_WHAT IS EXPECTED_.
Look below for the line that contains "filename dnswire-proto/src/rdata/aaaa.rs", then copy it and each following line exactly, through and including the line that contains "#[derive(PartialEq, Eq, Copy, Clone, Debug)]".
--- RECORD SET Enclosed Below ---
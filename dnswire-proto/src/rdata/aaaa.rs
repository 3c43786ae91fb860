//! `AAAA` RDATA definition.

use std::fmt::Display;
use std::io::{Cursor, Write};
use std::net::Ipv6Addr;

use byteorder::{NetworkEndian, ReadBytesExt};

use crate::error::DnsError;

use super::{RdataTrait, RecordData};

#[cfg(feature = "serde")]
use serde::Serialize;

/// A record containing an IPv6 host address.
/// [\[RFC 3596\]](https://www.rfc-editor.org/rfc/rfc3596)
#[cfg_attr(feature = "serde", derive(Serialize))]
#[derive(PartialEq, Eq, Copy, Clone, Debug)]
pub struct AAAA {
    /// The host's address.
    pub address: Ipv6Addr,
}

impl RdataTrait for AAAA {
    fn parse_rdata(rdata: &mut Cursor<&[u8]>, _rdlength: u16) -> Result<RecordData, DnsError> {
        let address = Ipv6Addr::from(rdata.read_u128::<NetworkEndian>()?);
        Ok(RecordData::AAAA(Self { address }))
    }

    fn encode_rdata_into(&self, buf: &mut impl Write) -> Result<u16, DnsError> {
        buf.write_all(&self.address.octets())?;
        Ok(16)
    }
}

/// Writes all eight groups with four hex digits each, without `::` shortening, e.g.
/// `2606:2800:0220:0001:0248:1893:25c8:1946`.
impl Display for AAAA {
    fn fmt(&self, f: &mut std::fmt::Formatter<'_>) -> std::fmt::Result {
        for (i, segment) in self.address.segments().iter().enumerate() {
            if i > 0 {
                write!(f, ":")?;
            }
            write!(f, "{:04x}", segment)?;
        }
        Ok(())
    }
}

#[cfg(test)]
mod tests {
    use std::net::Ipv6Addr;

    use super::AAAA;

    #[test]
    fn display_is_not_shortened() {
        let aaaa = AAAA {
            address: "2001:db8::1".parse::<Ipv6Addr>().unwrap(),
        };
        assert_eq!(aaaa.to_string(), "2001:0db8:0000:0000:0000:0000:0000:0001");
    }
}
--- End of Enclosed RECORD SET ---
--- RECORD SET Enclosed Below ---
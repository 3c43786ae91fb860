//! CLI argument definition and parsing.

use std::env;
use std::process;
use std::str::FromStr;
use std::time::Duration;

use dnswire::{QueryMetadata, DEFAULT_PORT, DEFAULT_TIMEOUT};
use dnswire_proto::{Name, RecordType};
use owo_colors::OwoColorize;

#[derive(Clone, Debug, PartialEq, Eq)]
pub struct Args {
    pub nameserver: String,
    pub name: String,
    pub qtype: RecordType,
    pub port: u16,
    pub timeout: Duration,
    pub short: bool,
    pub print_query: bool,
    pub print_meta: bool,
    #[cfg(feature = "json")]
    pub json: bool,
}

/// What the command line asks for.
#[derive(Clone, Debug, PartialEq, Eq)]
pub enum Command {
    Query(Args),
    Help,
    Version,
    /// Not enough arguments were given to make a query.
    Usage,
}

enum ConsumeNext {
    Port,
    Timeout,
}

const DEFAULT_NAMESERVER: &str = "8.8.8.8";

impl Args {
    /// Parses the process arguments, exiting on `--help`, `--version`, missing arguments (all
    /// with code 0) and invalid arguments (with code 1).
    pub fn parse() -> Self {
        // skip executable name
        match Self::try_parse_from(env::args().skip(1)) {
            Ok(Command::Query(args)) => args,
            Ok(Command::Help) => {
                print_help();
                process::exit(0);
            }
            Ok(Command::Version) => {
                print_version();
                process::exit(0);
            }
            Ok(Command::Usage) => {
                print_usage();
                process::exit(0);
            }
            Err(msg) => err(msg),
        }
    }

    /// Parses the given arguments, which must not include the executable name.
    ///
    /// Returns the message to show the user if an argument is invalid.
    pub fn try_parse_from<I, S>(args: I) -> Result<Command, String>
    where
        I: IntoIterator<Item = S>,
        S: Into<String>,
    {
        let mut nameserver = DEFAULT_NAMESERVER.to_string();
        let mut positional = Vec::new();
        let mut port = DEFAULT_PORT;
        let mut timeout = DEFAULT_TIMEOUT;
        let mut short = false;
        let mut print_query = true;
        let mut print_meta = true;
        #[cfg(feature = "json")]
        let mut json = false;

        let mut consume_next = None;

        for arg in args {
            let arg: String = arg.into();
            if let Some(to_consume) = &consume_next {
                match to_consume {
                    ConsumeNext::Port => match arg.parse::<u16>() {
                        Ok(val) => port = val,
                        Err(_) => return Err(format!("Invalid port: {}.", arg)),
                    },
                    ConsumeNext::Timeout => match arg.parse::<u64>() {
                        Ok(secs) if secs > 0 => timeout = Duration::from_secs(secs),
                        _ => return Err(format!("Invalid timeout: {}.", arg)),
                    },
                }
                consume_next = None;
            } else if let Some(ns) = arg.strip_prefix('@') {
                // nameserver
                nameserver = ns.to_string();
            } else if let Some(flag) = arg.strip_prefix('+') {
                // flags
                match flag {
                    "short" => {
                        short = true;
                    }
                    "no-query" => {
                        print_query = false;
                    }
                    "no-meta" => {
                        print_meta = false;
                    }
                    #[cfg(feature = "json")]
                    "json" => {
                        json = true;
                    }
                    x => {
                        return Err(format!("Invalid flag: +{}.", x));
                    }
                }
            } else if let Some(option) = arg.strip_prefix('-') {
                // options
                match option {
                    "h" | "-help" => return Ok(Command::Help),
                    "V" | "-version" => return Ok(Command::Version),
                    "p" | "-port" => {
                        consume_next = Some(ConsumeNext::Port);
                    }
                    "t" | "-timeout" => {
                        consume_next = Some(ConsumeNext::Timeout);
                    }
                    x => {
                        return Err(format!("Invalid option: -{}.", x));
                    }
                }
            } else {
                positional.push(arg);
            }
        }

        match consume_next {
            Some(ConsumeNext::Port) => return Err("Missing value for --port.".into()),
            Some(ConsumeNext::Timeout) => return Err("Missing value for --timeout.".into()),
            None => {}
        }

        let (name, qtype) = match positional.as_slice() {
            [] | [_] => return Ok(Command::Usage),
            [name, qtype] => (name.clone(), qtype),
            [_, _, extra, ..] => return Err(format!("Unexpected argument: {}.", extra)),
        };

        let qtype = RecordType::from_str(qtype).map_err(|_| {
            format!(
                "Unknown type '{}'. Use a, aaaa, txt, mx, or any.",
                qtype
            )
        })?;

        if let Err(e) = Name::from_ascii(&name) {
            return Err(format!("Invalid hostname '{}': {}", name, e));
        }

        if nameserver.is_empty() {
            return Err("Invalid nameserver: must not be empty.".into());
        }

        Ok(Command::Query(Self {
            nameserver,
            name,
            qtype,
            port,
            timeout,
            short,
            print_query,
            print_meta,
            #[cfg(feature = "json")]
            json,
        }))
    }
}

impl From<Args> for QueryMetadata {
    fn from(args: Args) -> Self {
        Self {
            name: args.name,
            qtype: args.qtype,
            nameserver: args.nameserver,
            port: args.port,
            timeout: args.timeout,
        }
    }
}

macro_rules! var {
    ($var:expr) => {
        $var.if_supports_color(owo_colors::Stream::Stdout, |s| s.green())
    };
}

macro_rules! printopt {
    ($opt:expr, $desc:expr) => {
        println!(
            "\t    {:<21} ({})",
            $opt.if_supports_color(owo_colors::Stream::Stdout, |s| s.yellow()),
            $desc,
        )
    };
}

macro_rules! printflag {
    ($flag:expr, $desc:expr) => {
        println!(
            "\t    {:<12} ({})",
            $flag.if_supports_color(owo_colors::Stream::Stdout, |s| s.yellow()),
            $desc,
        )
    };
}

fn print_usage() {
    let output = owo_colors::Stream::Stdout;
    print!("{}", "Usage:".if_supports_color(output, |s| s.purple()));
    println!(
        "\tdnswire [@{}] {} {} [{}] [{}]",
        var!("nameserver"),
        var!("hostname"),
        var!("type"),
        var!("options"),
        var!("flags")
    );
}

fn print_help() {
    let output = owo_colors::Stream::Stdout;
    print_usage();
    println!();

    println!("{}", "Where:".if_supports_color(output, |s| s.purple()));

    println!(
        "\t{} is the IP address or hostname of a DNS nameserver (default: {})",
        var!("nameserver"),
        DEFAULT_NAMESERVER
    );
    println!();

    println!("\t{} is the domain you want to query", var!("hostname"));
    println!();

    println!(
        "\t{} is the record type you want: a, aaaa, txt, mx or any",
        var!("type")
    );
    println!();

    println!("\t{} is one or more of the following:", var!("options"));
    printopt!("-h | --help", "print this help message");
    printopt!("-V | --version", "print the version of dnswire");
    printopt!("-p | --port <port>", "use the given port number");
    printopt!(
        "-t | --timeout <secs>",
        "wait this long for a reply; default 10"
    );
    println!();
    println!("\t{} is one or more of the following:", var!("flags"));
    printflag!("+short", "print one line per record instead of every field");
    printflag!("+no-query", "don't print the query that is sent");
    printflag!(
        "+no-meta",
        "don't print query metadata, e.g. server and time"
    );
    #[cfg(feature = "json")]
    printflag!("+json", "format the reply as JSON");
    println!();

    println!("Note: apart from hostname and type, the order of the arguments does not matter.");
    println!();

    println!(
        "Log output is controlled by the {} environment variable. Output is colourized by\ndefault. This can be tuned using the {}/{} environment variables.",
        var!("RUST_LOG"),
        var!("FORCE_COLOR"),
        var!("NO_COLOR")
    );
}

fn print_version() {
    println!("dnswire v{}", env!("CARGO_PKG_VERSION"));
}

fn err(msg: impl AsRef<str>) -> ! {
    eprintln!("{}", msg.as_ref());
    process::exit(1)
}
--- End of Enclosed RECORD SET ---
_FINAL ANSWER_.
filename dnswire-proto/src/rdata/aaaa.rs
repository 3c43786ae91fb860
//! `AAAA` RDATA definition.

use std::fmt::Display;
use std::io::{Cursor, Write};
use std::net::Ipv6Addr;

use byteorder::{NetworkEndian, ReadBytesExt};

use crate::error::DnsError;

use super::{RdataTrait, RecordData};

#[cfg(feature = "serde")]
use serde::Serialize;

/// A record containing an IPv6 host address.
/// [\[RFC 3596\]](https://www.rfc-editor.org/rfc/rfc3596)
#[cfg_attr(feature = "serde", derive(Serialize))]
#[derive(PartialEq, Eq, Copy, Clone, Debug)]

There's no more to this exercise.